AVAILABLE DATA.
++++++

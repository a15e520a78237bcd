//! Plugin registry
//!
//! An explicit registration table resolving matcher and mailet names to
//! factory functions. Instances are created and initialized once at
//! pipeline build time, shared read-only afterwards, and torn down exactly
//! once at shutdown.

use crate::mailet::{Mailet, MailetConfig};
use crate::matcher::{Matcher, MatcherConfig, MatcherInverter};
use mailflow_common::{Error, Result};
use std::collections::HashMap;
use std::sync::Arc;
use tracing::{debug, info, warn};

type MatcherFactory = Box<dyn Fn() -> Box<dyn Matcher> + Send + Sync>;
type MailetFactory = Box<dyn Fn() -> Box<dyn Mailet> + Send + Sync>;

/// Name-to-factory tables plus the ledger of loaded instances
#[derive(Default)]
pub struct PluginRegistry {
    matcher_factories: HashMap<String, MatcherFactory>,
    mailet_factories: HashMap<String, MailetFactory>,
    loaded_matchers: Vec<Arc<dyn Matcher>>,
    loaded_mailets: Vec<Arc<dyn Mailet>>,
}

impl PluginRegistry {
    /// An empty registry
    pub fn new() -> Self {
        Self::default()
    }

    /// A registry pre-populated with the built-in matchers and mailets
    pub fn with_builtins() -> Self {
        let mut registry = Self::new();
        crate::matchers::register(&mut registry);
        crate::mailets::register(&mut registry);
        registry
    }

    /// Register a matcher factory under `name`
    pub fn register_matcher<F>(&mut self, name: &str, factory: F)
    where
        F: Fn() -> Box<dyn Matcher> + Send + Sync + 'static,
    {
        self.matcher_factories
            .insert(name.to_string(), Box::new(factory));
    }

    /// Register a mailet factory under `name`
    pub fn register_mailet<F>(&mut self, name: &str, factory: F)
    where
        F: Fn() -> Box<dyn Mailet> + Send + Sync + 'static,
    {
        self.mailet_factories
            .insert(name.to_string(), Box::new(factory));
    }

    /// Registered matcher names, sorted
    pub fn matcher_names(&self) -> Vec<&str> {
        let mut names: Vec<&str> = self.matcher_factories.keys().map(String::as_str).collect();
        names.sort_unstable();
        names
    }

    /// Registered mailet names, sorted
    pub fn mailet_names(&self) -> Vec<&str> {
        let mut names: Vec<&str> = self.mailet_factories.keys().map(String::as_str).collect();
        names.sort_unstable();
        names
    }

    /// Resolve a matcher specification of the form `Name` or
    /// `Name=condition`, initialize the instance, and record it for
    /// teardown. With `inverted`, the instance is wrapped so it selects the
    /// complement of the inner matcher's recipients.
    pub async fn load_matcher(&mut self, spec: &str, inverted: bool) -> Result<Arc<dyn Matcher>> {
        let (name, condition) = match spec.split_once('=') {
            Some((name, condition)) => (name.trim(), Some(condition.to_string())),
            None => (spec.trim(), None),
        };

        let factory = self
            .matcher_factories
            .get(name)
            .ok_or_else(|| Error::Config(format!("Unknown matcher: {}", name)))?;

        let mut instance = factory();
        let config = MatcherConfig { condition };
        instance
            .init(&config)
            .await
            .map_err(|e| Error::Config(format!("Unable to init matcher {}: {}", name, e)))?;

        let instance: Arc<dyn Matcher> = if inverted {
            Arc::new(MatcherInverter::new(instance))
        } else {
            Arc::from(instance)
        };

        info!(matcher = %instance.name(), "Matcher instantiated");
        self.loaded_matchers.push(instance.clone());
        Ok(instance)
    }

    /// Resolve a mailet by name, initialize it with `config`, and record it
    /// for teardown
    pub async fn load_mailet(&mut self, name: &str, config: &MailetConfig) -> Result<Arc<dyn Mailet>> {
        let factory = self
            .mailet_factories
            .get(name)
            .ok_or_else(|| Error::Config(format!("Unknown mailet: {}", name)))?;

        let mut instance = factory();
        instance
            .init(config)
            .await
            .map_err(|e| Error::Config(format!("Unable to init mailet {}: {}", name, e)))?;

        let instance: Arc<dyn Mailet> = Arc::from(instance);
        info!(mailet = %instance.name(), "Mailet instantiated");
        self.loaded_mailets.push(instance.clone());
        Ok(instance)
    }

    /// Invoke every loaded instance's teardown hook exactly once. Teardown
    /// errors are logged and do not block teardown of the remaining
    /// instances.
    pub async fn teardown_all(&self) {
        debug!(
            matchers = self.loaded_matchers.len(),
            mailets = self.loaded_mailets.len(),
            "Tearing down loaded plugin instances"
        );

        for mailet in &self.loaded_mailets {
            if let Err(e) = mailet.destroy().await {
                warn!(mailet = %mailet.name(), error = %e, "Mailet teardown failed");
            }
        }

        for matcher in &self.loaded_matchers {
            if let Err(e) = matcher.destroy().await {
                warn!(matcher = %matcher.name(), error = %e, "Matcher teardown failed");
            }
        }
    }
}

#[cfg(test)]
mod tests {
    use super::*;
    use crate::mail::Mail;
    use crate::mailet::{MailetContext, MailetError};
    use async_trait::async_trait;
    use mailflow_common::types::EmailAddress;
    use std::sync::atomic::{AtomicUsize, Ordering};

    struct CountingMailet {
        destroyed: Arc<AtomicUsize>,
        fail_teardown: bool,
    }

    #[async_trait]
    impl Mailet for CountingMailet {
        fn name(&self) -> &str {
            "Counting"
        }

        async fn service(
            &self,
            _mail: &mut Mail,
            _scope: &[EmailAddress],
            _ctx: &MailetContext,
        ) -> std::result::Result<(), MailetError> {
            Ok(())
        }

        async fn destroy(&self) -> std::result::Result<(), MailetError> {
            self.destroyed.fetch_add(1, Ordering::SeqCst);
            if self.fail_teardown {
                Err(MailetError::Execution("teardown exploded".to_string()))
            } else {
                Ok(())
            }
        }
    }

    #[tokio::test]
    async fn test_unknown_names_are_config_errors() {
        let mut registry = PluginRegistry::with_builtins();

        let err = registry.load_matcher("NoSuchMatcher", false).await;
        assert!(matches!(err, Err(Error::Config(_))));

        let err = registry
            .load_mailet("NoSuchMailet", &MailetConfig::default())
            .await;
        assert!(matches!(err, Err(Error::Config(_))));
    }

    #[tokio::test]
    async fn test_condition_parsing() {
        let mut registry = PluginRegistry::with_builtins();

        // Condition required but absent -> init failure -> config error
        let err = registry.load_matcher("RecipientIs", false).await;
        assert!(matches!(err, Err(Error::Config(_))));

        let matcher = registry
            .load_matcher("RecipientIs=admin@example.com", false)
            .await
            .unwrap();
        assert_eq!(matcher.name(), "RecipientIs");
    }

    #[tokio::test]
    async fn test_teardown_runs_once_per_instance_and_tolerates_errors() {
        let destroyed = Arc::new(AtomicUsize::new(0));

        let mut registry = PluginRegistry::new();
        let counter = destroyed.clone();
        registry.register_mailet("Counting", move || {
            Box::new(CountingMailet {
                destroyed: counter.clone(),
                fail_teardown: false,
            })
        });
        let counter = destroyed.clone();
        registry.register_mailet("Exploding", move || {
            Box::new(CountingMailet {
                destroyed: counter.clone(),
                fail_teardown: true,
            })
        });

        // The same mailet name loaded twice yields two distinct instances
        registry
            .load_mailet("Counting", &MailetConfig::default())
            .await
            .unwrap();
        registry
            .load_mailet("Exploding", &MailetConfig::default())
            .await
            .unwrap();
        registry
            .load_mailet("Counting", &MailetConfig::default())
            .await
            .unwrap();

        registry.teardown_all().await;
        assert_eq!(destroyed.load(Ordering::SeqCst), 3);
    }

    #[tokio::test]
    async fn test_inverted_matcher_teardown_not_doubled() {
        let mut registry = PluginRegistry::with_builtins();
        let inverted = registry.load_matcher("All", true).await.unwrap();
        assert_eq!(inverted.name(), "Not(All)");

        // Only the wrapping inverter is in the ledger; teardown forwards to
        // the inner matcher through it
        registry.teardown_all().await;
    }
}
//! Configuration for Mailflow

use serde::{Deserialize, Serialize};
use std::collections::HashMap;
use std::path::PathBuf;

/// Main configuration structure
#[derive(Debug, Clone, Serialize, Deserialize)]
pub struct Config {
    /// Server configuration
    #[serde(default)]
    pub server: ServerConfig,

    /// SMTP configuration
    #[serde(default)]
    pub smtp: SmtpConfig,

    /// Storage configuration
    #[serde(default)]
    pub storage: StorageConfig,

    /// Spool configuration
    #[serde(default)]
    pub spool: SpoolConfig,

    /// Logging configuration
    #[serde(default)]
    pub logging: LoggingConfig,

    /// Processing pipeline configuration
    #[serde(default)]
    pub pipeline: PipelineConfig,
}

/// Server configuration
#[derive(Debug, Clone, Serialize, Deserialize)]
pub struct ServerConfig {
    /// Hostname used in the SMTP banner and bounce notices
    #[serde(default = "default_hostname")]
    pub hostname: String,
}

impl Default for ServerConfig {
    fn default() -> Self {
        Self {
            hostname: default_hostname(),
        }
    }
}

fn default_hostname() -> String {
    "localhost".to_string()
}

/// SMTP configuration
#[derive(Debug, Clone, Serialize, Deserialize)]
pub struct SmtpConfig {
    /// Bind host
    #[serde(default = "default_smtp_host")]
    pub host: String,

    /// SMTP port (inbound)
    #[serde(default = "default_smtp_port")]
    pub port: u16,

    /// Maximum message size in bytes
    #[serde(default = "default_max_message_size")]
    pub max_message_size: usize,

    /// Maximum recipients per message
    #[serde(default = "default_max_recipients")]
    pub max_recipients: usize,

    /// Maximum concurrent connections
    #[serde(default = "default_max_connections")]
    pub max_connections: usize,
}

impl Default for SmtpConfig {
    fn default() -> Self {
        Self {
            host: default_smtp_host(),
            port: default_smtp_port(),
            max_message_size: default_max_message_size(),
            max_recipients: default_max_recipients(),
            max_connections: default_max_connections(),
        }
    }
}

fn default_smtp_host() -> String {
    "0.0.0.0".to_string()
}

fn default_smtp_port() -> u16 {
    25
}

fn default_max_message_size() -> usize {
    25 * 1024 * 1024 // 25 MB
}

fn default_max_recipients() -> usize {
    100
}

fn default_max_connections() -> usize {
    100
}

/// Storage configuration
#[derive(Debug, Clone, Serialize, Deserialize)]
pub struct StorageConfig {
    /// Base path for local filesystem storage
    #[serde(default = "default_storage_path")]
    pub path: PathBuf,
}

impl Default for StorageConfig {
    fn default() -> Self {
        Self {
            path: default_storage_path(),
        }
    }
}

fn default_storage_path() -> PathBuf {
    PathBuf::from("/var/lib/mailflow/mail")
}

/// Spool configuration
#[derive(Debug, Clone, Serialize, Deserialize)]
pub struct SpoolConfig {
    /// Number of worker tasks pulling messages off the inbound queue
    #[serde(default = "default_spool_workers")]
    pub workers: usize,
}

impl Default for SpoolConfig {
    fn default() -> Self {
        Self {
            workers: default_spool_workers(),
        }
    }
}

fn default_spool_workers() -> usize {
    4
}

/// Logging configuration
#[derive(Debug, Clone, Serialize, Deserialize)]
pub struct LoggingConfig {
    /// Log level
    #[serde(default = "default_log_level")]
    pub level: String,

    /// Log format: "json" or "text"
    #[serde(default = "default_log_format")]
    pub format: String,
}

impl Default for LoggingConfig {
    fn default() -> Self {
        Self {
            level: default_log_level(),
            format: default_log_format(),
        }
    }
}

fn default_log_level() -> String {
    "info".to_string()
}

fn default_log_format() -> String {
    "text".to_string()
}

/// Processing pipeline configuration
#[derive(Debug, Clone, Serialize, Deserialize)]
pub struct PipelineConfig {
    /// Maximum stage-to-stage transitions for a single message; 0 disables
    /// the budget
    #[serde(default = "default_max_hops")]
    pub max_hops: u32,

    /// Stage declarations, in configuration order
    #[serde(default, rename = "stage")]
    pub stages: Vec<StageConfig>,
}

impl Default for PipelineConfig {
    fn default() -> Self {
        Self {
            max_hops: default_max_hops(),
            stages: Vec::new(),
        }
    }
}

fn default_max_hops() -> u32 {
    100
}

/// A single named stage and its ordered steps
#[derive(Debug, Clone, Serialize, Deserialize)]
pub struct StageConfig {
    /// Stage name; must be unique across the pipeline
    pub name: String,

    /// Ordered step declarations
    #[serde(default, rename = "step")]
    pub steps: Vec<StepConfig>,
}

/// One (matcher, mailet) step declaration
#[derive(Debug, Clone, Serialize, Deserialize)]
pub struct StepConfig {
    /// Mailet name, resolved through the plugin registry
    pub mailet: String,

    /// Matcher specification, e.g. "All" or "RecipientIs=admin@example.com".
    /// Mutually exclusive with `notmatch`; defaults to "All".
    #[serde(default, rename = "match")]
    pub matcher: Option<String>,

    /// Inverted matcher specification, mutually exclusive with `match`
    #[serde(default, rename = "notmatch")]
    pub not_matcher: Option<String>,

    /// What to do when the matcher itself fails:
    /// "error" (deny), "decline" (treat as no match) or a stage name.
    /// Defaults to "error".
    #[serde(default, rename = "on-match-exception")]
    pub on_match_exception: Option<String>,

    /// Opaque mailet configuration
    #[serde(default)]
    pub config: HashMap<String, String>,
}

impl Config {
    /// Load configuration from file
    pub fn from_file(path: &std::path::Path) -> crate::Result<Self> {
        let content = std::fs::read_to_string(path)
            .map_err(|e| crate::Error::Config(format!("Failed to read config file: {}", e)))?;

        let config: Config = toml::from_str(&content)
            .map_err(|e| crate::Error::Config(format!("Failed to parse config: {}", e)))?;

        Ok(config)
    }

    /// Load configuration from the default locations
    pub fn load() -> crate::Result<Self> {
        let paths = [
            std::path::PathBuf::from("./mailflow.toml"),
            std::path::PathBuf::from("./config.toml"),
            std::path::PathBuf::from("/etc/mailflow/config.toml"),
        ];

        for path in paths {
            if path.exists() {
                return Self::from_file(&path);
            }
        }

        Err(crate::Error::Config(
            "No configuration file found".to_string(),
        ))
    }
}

++++++

All lines of the entries above where "SpoolConfig" turns up should be reported.

    pub spool: SpoolConfig,
pub struct SpoolConfig {
impl Default for SpoolConfig {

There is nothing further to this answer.